Ao acompanhar os noticiários, o que ele chama de “coisas estranhas” inclui a gestão pública da pandemia, onde as bases científicas utilizadas para conter a doença na maioria dos países são ignoradas – por governantes e parte da população – que prefere crendices e notícias falsas.
Além disso, para o programador, práticas, admitidas e consideradas “normais” no Brasil, são capazes de matar sonhos. Em relação à governança, ou seja, maneira como se dão as relações entre líderes, instituições e pessoas em geral, o país parece ter parado no tempo.
“A burocracia do Brasil ainda permite coisas como ‘falar com a pessoa certa’, ter ‘um contato’ ou um ‘bom relacionamento’ com quem tem o ‘poder da caneta’. Odeio esse tipo de coisa, é indesculpável. Como vai haver desenvolvimento desse jeito?”, questiona.
A reflexão sobre a maneira de se relacionar do brasileiro – sobretudo com o dinheiro e o poder – ajuda a entender porque o mariliense não pensa em voltar. Há muitos lugares no mundo, segundo ele, onde o valor está centrado no conhecimento, nas competências e potenciais.
O empresário e educador físico Renato Stigliano, de 33 anos, vive atualmente na Espanha. Ele era sócio de uma academia em Marília, quando decidiu vender a participação na empresa, reunir recursos e coragem para mudar de vida, em novembro de 2019.
Os negócios iam bem, mas viver em um lugar onde é preciso “pagar para trabalhar”, onde tanto o dinheiro quanto os esforços são desvalorizados, gerou inquietação.
“É uma questão de poder de compra, mas vai um pouco além disso. A sensação que a gente tem no Brasil é que está sempre pagando, pagando e não tem retorno. Você não vê a melhoria do país com o imenso volume de impostos que são arrecadados. Isso está errado”, alerta.
Renato conta que teve muitas dúvidas antes da decisão de deixar o Brasil.

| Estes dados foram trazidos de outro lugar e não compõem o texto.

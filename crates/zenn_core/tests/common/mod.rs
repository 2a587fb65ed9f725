#![allow(dead_code)]

use parking_lot::Mutex;
use std::collections::HashSet;
use std::sync::atomic::{AtomicBool, AtomicUsize, Ordering};
use std::sync::Arc;
use std::time::Duration;
use zenn_core::{
    Comment, CompletionFilter, CoordinatorConfig, FetchedTask, MemoryNotifier, NewTask,
    PillarScores, SqliteTaskStore, StaticAuth, StoreError, StoreResult, Task, TaskCache,
    TaskMutationCoordinator, TaskPatch, TaskStore,
};

pub const USER: &str = "user-1";

/// SQLite store with injectable latency and failures.
pub struct FlakyStore {
    inner: SqliteTaskStore,
    calls: AtomicUsize,
    fail_next: AtomicBool,
    failing_ids: Mutex<HashSet<String>>,
    delay: Mutex<Option<Duration>>,
}

impl FlakyStore {
    pub fn new() -> Self {
        Self {
            inner: SqliteTaskStore::open_in_memory().unwrap(),
            calls: AtomicUsize::new(0),
            fail_next: AtomicBool::new(false),
            failing_ids: Mutex::new(HashSet::new()),
            delay: Mutex::new(None),
        }
    }

    pub fn inner(&self) -> &SqliteTaskStore {
        &self.inner
    }

    pub fn calls(&self) -> usize {
        self.calls.load(Ordering::SeqCst)
    }

    /// Fails the next call, whatever it is.
    pub fn fail_next(&self) {
        self.fail_next.store(true, Ordering::SeqCst);
    }

    /// Fails every call addressed to `id` until cleared.
    pub fn fail_on(&self, id: &str) {
        self.failing_ids.lock().insert(id.to_string());
    }

    pub fn set_delay(&self, delay: Option<Duration>) {
        *self.delay.lock() = delay;
    }

    async fn enter(&self, id: Option<&str>) -> StoreResult<()> {
        self.calls.fetch_add(1, Ordering::SeqCst);
        let delay = *self.delay.lock();
        if let Some(delay) = delay {
            tokio::time::sleep(delay).await;
        }
        let targeted = id.is_some_and(|id| self.failing_ids.lock().contains(id));
        if self.fail_next.swap(false, Ordering::SeqCst) || targeted {
            return Err(StoreError::Unavailable("injected failure".to_string()));
        }
        Ok(())
    }
}

impl TaskStore for FlakyStore {
    async fn fetch_tasks(
        &self,
        user_id: &str,
        filter: CompletionFilter,
    ) -> StoreResult<Vec<FetchedTask>> {
        self.enter(None).await?;
        self.inner.fetch_tasks(user_id, filter).await
    }

    async fn create_task(&self, user_id: &str, task: &NewTask) -> StoreResult<Task> {
        self.enter(None).await?;
        self.inner.create_task(user_id, task).await
    }

    async fn update_task(&self, task_id: &str, patch: &TaskPatch) -> StoreResult<Task> {
        self.enter(Some(task_id)).await?;
        self.inner.update_task(task_id, patch).await
    }

    async fn delete_task(&self, task_id: &str) -> StoreResult<()> {
        self.enter(Some(task_id)).await?;
        self.inner.delete_task(task_id).await
    }

    async fn add_comment(&self, task_id: &str, text: &str) -> StoreResult<Comment> {
        self.enter(Some(task_id)).await?;
        self.inner.add_comment(task_id, text).await
    }

    async fn delete_comment(&self, comment_id: &str) -> StoreResult<()> {
        self.enter(Some(comment_id)).await?;
        self.inner.delete_comment(comment_id).await
    }
}

pub struct Harness {
    pub store: Arc<FlakyStore>,
    pub auth: Arc<StaticAuth>,
    pub notifier: Arc<MemoryNotifier>,
    pub coordinator: TaskMutationCoordinator<Arc<FlakyStore>>,
}

impl Harness {
    pub fn new() -> Self {
        Self::with_config(CoordinatorConfig::default())
    }

    pub fn with_config(config: CoordinatorConfig) -> Self {
        let store = Arc::new(FlakyStore::new());
        let auth = Arc::new(StaticAuth::signed_in(USER));
        let notifier = Arc::new(MemoryNotifier::new());
        let coordinator = TaskMutationCoordinator::new(
            Arc::clone(&store),
            Arc::new(TaskCache::new()),
            auth.clone(),
            notifier.clone(),
            config,
        );
        Self {
            store,
            auth,
            notifier,
            coordinator,
        }
    }

    /// Inserts a task straight into the backing database.
    pub fn seed(&self, title: &str, scores: (u8, u8, u8)) -> Task {
        let task = Task::new(
            USER,
            title,
            PillarScores::new(scores.0, scores.1, scores.2),
        );
        self.store.inner().insert_task(&task).unwrap();
        task
    }

    pub fn seed_completed(&self, title: &str) -> Task {
        let mut task = Task::new(USER, title, PillarScores::new(3, 3, 3));
        task.mark_completed(chrono::Utc::now());
        self.store.inner().insert_task(&task).unwrap();
        task
    }

    pub async fn load(&self, filter: CompletionFilter) {
        self.coordinator.load_tasks(filter).await.unwrap();
    }

    /// Current persisted copy of a task.
    pub async fn stored(&self, task_id: &str) -> Task {
        self.store
            .inner()
            .fetch_tasks(USER, CompletionFilter::All)
            .await
            .unwrap()
            .into_iter()
            .find(|fetched| fetched.task.id == task_id)
            .unwrap()
            .task
    }
}
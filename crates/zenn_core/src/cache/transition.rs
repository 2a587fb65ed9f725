//! Ephemeral per-task transition side table.
//!
//! # Responsibility
//! - Track which tasks have a mutation in flight or an exit animation
//!   running, without touching the persisted `Task` shape.
//!
//! # Invariants
//! - Entries are process-memory only and never serialized.
//! - At most one entry per task id (same-id mutations are serialized).

use crate::model::task::TaskId;
use std::collections::HashMap;
use std::fmt::{Display, Formatter};
use tokio::time::Instant;

/// Kind of state-changing operation on a task.
#[derive(Debug, Clone, Copy, PartialEq, Eq, Hash)]
pub enum MutationKind {
    ToggleComplete,
    ToggleHidden,
    SetFeedback,
    Restore,
    AddComment,
    DeleteComment,
    CreateTask,
    DeleteTask,
}

impl MutationKind {
    pub fn as_str(self) -> &'static str {
        match self {
            Self::ToggleComplete => "toggle_complete",
            Self::ToggleHidden => "toggle_hidden",
            Self::SetFeedback => "set_feedback",
            Self::Restore => "restore",
            Self::AddComment => "add_comment",
            Self::DeleteComment => "delete_comment",
            Self::CreateTask => "create_task",
            Self::DeleteTask => "delete_task",
        }
    }
}

impl Display for MutationKind {
    fn fmt(&self, f: &mut Formatter<'_>) -> std::fmt::Result {
        f.write_str(self.as_str())
    }
}

#[derive(Debug, Clone, Copy, PartialEq, Eq)]
pub enum TransitionState {
    /// Optimistic state applied, remote call in flight.
    Pending,
    /// Remote call settled; the row is playing its exit animation.
    ExitAnimating,
}

#[derive(Debug, Clone, Copy, PartialEq, Eq)]
pub struct Transition {
    pub op: MutationKind,
    pub state: TransitionState,
    /// When the optimistic state was applied.
    pub since: Instant,
}

#[derive(Debug, Default)]
pub(crate) struct TransitionTable {
    entries: HashMap<TaskId, Transition>,
}

impl TransitionTable {
    pub(crate) fn begin(&mut self, task_id: &str, op: MutationKind) {
        self.entries.insert(
            task_id.to_string(),
            Transition {
                op,
                state: TransitionState::Pending,
                since: Instant::now(),
            },
        );
    }

    pub(crate) fn set_state(&mut self, task_id: &str, state: TransitionState) {
        if let Some(entry) = self.entries.get_mut(task_id) {
            entry.state = state;
        }
    }

    pub(crate) fn finish(&mut self, task_id: &str) -> bool {
        self.entries.remove(task_id).is_some()
    }

    pub(crate) fn get(&self, task_id: &str) -> Option<Transition> {
        self.entries.get(task_id).copied()
    }

    /// True while a hide toggle on the task is pending or animating out.
    pub(crate) fn is_hiding(&self, task_id: &str) -> bool {
        self.entries
            .get(task_id)
            .is_some_and(|entry| entry.op == MutationKind::ToggleHidden)
    }

    pub(crate) fn len(&self) -> usize {
        self.entries.len()
    }
}
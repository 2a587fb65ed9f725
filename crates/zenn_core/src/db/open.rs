//! Connection bootstrap for the task database.
//!
//! # Invariants
//! - Returned connections have `foreign_keys=ON` (comment cascade relies on it).
//! - Returned connections have migrations fully applied.

use super::migrations::apply_migrations;
use super::DbResult;
use log::{error, info};
use rusqlite::Connection;
use std::path::Path;
use std::time::{Duration, Instant};

const BUSY_TIMEOUT: Duration = Duration::from_secs(5);

/// Opens a SQLite task database file and applies pending migrations.
///
/// # Side effects
/// - Emits `db_open` events with duration and status.
pub fn open_db(path: impl AsRef<Path>) -> DbResult<Connection> {
    open_with("file", || Connection::open(path))
}

/// Opens an in-memory task database and applies all migrations.
pub fn open_db_in_memory() -> DbResult<Connection> {
    open_with("memory", Connection::open_in_memory)
}

fn open_with(
    mode: &str,
    connect: impl FnOnce() -> rusqlite::Result<Connection>,
) -> DbResult<Connection> {
    let started_at = Instant::now();
    info!("event=db_open module=db status=start mode={mode}");

    let mut conn = connect().map_err(|err| {
        error!(
            "event=db_open module=db status=error mode={mode} duration_ms={} error_code=db_open_failed error={err}",
            started_at.elapsed().as_millis()
        );
        err
    })?;

    if let Err(err) = bootstrap_connection(&mut conn) {
        error!(
            "event=db_open module=db status=error mode={mode} duration_ms={} error_code={} error={err}",
            started_at.elapsed().as_millis(),
            err.code()
        );
        return Err(err);
    }

    info!(
        "event=db_open module=db status=ok mode={mode} duration_ms={}",
        started_at.elapsed().as_millis()
    );
    Ok(conn)
}

fn bootstrap_connection(conn: &mut Connection) -> DbResult<()> {
    conn.execute_batch("PRAGMA foreign_keys = ON;")?;
    conn.busy_timeout(BUSY_TIMEOUT)?;
    apply_migrations(conn)
}
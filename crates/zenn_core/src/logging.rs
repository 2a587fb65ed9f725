//! Process-wide logging bootstrap.
//!
//! # Responsibility
//! - Start the rolling file logger once per process.
//! - Capture panics as sanitized, single-line log events.
//!
//! # Invariants
//! - Repeating `init_logging` with the same settings is a no-op.
//! - A second call with a different level or directory is rejected.
//! - Initialization never panics.
//! - Log lines are `key=value` metadata; task titles and comment text are
//!   never logged.

use flexi_logger::{Cleanup, Criterion, FileSpec, Logger, LoggerHandle, Naming, WriteMode};
use log::{error, info};
use once_cell::sync::OnceCell;
use std::path::{Path, PathBuf};

const LOG_FILE_BASENAME: &str = "zenn";
const ROTATE_AT_BYTES: u64 = 5 * 1024 * 1024;
const KEEP_LOG_FILES: usize = 7;
const PANIC_PAYLOAD_LIMIT: usize = 160;

static ACTIVE: OnceCell<ActiveLogger> = OnceCell::new();
static PANIC_HOOK: OnceCell<()> = OnceCell::new();

struct ActiveLogger {
    settings: LogSettings,
    _handle: LoggerHandle,
}

#[derive(Debug, Clone, PartialEq, Eq)]
struct LogSettings {
    level: &'static str,
    dir: PathBuf,
}

impl LogSettings {
    fn parse(level: &str, log_dir: &str) -> Result<Self, String> {
        Ok(Self {
            level: normalize_level(level)?,
            dir: normalize_log_dir(log_dir)?,
        })
    }

    fn conflict_with(&self, active: &LogSettings) -> Option<String> {
        if self.dir != active.dir {
            return Some(format!(
                "logging already initialized at `{}`; refusing to switch to `{}`",
                active.dir.display(),
                self.dir.display()
            ));
        }
        if self.level != active.level {
            return Some(format!(
                "logging already initialized with level `{}`; refusing to switch to `{}`",
                active.level, self.level
            ));
        }
        None
    }
}

/// Starts file logging at `level` under the absolute directory `log_dir`.
///
/// # Errors
/// - Unsupported level, or empty / relative directory.
/// - Directory creation or logger start-up failure.
/// - Conflicting re-initialization.
pub fn init_logging(level: &str, log_dir: &str) -> Result<(), String> {
    let requested = LogSettings::parse(level, log_dir)?;

    if let Some(active) = ACTIVE.get() {
        return match requested.conflict_with(&active.settings) {
            Some(message) => Err(message),
            None => Ok(()),
        };
    }

    let active = ACTIVE.get_or_try_init(|| start_logger(requested.clone()))?;
    match requested.conflict_with(&active.settings) {
        Some(message) => Err(message),
        None => Ok(()),
    }
}

/// Active `(level, log_dir)`, or `None` before `init_logging` succeeded.
pub fn logging_status() -> Option<(&'static str, PathBuf)> {
    ACTIVE
        .get()
        .map(|active| (active.settings.level, active.settings.dir.clone()))
}

/// `debug` for debug builds, `info` for release builds.
pub fn default_log_level() -> &'static str {
    if cfg!(debug_assertions) {
        "debug"
    } else {
        "info"
    }
}

fn start_logger(settings: LogSettings) -> Result<ActiveLogger, String> {
    std::fs::create_dir_all(&settings.dir).map_err(|err| {
        format!(
            "failed to create log directory `{}`: {err}",
            settings.dir.display()
        )
    })?;

    let handle = Logger::try_with_str(settings.level)
        .map_err(|err| format!("invalid log level `{}`: {err}", settings.level))?
        .log_to_file(
            FileSpec::default()
                .directory(settings.dir.as_path())
                .basename(LOG_FILE_BASENAME),
        )
        .rotate(
            Criterion::Size(ROTATE_AT_BYTES),
            Naming::Numbers,
            Cleanup::KeepLogFiles(KEEP_LOG_FILES),
        )
        .write_mode(WriteMode::BufferAndFlush)
        .append()
        .format_for_files(flexi_logger::detailed_format)
        .start()
        .map_err(|err| format!("failed to start logger: {err}"))?;

    install_panic_hook();

    info!(
        "event=app_start module=core status=ok platform={} version={}",
        std::env::consts::OS,
        env!("CARGO_PKG_VERSION")
    );
    info!(
        "event=logging_init module=core status=ok level={} log_dir={}",
        settings.level,
        settings.dir.display()
    );

    Ok(ActiveLogger {
        settings,
        _handle: handle,
    })
}

fn normalize_level(level: &str) -> Result<&'static str, String> {
    match level.trim().to_ascii_lowercase().as_str() {
        "trace" => Ok("trace"),
        "debug" => Ok("debug"),
        "info" => Ok("info"),
        "warn" | "warning" => Ok("warn"),
        "error" => Ok("error"),
        other => Err(format!(
            "unsupported log level `{other}`; expected trace|debug|info|warn|error"
        )),
    }
}

fn normalize_log_dir(log_dir: &str) -> Result<PathBuf, String> {
    let trimmed = log_dir.trim();
    if trimmed.is_empty() {
        return Err("log_dir cannot be empty".to_string());
    }
    let path = Path::new(trimmed);
    if !path.is_absolute() {
        return Err(format!("log_dir must be an absolute path, got `{trimmed}`"));
    }
    Ok(path.to_path_buf())
}

fn install_panic_hook() {
    if PANIC_HOOK.set(()).is_err() {
        return;
    }

    let previous = std::panic::take_hook();
    std::panic::set_hook(Box::new(move |info| {
        let location = info
            .location()
            .map(|loc| format!("{}:{}", loc.file(), loc.line()))
            .unwrap_or_else(|| "unknown".to_string());
        let payload = info
            .payload()
            .downcast_ref::<&str>()
            .map(|message| (*message).to_string())
            .or_else(|| info.payload().downcast_ref::<String>().cloned())
            .unwrap_or_else(|| "non-string panic payload".to_string());
        error!(
            "event=panic_captured module=core status=error location={} payload={}",
            location,
            single_line(&payload, PANIC_PAYLOAD_LIMIT)
        );
        previous(info);
    }));
}

/// Flattens newlines and caps length so one event stays one log line.
fn single_line(value: &str, max_chars: usize) -> String {
    let flattened = value.replace(['\n', '\r'], " ");
    let mut out: String = flattened.chars().take(max_chars).collect();
    if flattened.chars().count() > max_chars {
        out.push_str("...");
    }
    out
}
/// Precondition failures, raised before any optimistic change.
#[derive(Debug)]
pub enum MutationError {
    /// No signed-in user.
    Unauthenticated,
    /// Session restoration has not finished yet.
    AuthLoading,
    /// Task id is not in the local cache.
    TaskNotFound(TaskId),
    /// Comment id is not in the task's cached comment list.
    CommentNotFound {
        task_id: TaskId,
        comment_id: CommentId,
    },
    /// Comment text is blank after trimming.
    EmptyComment,
    /// Operation requires a completed task.
    TaskNotCompleted(TaskId),
    /// New task input is invalid.
    InvalidTask(TaskValidationError),
    /// Initial fetch failed; nothing was applied.
    Load(StoreError),
}

impl Display for MutationError {
    fn fmt(&self, f: &mut Formatter<'_>) -> std::fmt::Result {
        match self {
            Self::Unauthenticated => write!(f, "no signed-in user"),
            Self::AuthLoading => write!(f, "session is still loading"),
            Self::TaskNotFound(id) => write!(f, "task not found in cache: {id}"),
            Self::CommentNotFound {
                task_id,
                comment_id,
            } => write!(f, "comment {comment_id} not found on task {task_id}"),
            Self::EmptyComment => write!(f, "comment must not be empty"),
            Self::TaskNotCompleted(id) => write!(f, "task is not completed: {id}"),
            Self::InvalidTask(err) => write!(f, "{err}"),
            Self::Load(err) => write!(f, "could not load tasks: {err}"),
        }
    }
}

impl Error for MutationError {
    fn source(&self) -> Option<&(dyn Error + 'static)> {
        match self {
            Self::InvalidTask(err) => Some(err),
            Self::Load(err) => Some(err),
            _ => None,
        }
    }
}

impl From<TaskValidationError> for MutationError {
    fn from(value: TaskValidationError) -> Self {
        Self::InvalidTask(value)
    }
}

/// How a mutation ended once the remote call settled.
#[derive(Debug)]
pub enum Settled<T> {
    Success(T),
    RolledBack(StoreError),
}

impl<T> Settled<T> {
    pub fn is_success(&self) -> bool {
        matches!(self, Self::Success(_))
    }

    pub fn value(&self) -> Option<&T> {
        match self {
            Self::Success(value) => Some(value),
            Self::RolledBack(_) => None,
        }
    }

    pub fn error(&self) -> Option<&StoreError> {
        match self {
            Self::Success(_) => None,
            Self::RolledBack(err) => Some(err),
        }
    }
}

#[derive(Debug)]
pub struct MutationOutcome<T> {
    pub op: MutationKind,
    pub task_id: TaskId,
    pub settlement: Settled<T>,
}

impl<T> MutationOutcome<T> {
    pub fn is_success(&self) -> bool {
        self.settlement.is_success()
    }
}

/// What `restore` will change, shown to the user before confirming.
#[derive(Debug, Clone, PartialEq, Eq)]
pub struct RestorePlan {
    pub task_id: TaskId,
    /// Set when restoring will schedule the task for this date.
    pub assigns_ideal_date: Option<NaiveDate>,
    pub notice: String,
}

/// Coordinates optimistic task mutations against a `TaskStore`.
pub struct TaskMutationCoordinator<S: TaskStore> {
    store: S,
    cache: Arc<TaskCache>,
    auth: Arc<dyn AuthProvider>,
    notifier: Arc<dyn Notifier>,
    config: CoordinatorConfig,
    queues: TaskQueues,
}
mod common;

use chrono::{Local, NaiveDate};
use common::{Harness, USER};
use std::time::Duration;
use tokio::time::Instant;
use zenn_core::{
    AuthState, CacheKey, CompletionFilter, CoordinatorConfig, Feedback, MutationError,
    MutationKind, NewTask, NotificationLevel, PillarScores, StoreError, Task, TaskStore,
    TransitionState,
};

fn key(filter: CompletionFilter) -> CacheKey {
    CacheKey::new(USER, filter)
}

#[tokio::test(start_paused = true)]
async fn hiding_keeps_row_visible_during_exit_animation() {
    let h = Harness::new();
    let task = h.seed("Hide me", (3, 3, 3));
    h.load(CompletionFilter::All).await;
    let cache = h.coordinator.cache().clone();
    let started = Instant::now();

    let observe = async {
        tokio::time::sleep(Duration::from_millis(100)).await;
        let transition = cache.transition(&task.id).unwrap();
        assert_eq!(transition.op, MutationKind::ToggleHidden);
        assert_eq!(transition.state, TransitionState::ExitAnimating);
        let visible = cache.visible_tasks(&key(CompletionFilter::All));
        assert_eq!(visible.len(), 1);
        assert!(visible[0].hidden);
    };
    let (outcome, ()) = tokio::join!(h.coordinator.toggle_hidden(&task.id), observe);

    let outcome = outcome.unwrap();
    assert!(outcome.is_success());
    assert!(started.elapsed() >= Duration::from_millis(350));
    assert!(cache.transition(&task.id).is_none());
    assert!(cache.visible_tasks(&key(CompletionFilter::All)).is_empty());
    assert!(h.stored(&task.id).await.hidden);
    assert_eq!(h.notifier.messages(), vec!["Task hidden.".to_string()]);
}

Havia medo e incertezas, mas depois que começou a pesquisar, conversar com outros brasileiros que fizeram esse caminho, percebeu que os riscos eram menores, pela experiência pessoal e profissional acumuladas.
Graduado em Educação Física, Renato hoje vive e trabalha na cidade portuária de Coruña. Mister Marília e candidato no Mister Brasil 2017, realiza trabalhos também nas áreas de moda e fotografia. Lá, conheceu o companheiro, Javier Quintela, com quem é casado.
Neste início de junho, após perder o pai (vítima da Covid-19), ele visitou o Brasil para ficar alguns dias perto da família. Mas o mariliense tem convicção que seu lugar – ao menos por enquanto – é longe daqui.
“Não penso em voltar, talvez em uma fase muito futura da minha vida. A estrutura que você tem lá é muito diferente, para viver e trabalhar, para acessar serviços. É uma experiência que não dá para comparar. Meu desejo é que as coisas melhorem por aqui também, afinal tenho muitos amigos queridos e meus familiares”, conclui o educador físico.